◆ **Problem to solve**
Filter the records below and copy every line containing the word "after".

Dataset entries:
[Start of Attachment]

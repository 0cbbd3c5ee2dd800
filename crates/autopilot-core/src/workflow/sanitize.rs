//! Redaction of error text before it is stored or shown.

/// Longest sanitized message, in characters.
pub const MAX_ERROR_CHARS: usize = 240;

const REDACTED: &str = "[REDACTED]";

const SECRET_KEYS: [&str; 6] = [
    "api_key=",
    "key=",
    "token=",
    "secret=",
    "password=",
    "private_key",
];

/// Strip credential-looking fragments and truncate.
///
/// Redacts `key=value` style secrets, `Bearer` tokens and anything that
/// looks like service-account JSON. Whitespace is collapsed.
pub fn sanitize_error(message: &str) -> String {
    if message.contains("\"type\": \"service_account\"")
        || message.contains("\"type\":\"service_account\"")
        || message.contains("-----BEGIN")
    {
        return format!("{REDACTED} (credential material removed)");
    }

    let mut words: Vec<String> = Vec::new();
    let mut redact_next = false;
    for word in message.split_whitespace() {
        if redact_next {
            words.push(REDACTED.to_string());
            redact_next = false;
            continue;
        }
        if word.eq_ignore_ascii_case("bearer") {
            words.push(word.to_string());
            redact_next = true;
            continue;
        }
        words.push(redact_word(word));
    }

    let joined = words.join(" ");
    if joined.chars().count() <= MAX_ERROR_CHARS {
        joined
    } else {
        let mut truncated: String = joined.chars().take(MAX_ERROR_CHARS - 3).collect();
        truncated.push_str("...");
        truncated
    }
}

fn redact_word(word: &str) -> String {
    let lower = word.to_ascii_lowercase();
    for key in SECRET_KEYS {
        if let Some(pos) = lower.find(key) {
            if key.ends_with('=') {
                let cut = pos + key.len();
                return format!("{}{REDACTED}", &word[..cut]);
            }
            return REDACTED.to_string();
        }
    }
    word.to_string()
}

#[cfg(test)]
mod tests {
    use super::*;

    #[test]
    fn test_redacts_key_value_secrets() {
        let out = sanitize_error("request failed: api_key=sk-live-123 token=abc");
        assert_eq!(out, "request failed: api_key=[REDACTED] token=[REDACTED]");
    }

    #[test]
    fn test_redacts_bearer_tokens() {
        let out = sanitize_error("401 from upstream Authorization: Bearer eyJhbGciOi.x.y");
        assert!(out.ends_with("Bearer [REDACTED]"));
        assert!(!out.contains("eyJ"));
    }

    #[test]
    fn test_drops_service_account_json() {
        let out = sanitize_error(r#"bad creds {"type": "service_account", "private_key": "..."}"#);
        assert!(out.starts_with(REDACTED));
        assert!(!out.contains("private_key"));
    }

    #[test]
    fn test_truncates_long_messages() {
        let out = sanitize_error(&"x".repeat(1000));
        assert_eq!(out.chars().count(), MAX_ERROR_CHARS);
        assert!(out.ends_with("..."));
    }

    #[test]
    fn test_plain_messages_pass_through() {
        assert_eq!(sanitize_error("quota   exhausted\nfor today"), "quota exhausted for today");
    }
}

[End of Attachment]
[Start of Attachment]

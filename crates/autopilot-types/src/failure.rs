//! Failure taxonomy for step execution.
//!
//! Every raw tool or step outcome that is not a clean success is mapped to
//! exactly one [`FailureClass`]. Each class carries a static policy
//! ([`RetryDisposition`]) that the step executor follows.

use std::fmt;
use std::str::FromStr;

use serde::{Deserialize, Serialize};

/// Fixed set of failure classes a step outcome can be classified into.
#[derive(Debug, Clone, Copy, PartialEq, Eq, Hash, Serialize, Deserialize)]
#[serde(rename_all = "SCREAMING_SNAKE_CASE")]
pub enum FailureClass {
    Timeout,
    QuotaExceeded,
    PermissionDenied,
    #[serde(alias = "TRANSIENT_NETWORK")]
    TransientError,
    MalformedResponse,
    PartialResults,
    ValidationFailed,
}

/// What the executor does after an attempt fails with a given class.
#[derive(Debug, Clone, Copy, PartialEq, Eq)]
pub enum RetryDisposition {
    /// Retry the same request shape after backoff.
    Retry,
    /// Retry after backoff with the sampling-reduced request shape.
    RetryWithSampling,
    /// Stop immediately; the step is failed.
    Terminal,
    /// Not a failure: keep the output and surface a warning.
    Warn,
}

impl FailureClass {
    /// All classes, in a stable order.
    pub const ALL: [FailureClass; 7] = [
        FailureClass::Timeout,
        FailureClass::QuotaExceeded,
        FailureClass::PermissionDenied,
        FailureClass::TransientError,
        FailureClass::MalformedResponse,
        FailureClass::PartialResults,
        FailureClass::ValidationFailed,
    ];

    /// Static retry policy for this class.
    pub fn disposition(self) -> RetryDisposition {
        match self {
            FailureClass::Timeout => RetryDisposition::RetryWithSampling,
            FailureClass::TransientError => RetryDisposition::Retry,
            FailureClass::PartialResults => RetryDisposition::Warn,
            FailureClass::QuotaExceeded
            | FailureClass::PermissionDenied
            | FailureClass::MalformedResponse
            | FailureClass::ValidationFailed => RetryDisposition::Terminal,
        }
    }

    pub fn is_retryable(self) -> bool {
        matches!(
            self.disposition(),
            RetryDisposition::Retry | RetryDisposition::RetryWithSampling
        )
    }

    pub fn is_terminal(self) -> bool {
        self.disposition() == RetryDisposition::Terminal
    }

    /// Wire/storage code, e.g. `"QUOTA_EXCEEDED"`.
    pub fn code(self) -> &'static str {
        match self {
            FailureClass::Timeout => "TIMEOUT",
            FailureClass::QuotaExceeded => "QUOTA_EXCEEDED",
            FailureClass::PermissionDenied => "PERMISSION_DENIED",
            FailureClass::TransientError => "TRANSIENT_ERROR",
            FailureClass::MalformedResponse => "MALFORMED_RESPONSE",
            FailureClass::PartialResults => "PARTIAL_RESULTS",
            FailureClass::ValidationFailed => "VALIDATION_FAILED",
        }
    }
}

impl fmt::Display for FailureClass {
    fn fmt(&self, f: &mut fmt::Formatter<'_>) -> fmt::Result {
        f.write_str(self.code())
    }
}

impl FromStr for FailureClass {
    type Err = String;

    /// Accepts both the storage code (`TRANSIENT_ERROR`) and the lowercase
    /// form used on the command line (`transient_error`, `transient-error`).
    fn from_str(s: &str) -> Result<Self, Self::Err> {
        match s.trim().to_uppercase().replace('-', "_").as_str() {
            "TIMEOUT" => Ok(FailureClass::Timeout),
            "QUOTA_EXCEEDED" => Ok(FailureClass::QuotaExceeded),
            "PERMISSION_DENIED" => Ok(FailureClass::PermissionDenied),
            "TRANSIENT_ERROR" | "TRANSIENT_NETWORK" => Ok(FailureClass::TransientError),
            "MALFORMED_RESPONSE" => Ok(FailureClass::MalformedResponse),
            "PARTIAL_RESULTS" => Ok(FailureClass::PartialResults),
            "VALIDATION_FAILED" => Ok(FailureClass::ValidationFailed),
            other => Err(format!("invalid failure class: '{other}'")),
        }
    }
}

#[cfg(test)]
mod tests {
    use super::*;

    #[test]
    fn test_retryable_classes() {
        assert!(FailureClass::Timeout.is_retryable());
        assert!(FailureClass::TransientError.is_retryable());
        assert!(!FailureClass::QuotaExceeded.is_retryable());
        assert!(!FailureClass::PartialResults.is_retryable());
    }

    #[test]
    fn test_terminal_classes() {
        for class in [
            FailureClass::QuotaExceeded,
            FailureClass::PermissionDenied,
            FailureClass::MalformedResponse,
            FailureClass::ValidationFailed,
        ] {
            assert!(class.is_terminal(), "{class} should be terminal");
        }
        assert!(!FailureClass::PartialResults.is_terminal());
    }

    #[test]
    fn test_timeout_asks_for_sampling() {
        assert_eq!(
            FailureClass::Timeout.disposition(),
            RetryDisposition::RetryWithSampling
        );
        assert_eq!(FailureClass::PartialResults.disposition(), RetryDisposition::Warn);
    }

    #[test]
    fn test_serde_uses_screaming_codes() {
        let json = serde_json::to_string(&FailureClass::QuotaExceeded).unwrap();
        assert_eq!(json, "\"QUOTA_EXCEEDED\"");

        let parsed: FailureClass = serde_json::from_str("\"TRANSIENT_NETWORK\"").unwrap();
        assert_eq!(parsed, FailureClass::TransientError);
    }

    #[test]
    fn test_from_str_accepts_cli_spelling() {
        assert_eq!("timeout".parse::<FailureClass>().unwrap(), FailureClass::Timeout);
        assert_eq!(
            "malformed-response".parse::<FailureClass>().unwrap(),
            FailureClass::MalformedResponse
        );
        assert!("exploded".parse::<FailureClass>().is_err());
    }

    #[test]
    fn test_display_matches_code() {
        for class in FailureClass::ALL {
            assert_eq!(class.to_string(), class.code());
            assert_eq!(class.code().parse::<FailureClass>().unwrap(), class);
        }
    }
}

[End of Attachment]

◆ **Task solution**
/// What the executor does after an attempt fails with a given class.
    /// Retry the same request shape after backoff.
    /// Retry after backoff with the sampling-reduced request shape.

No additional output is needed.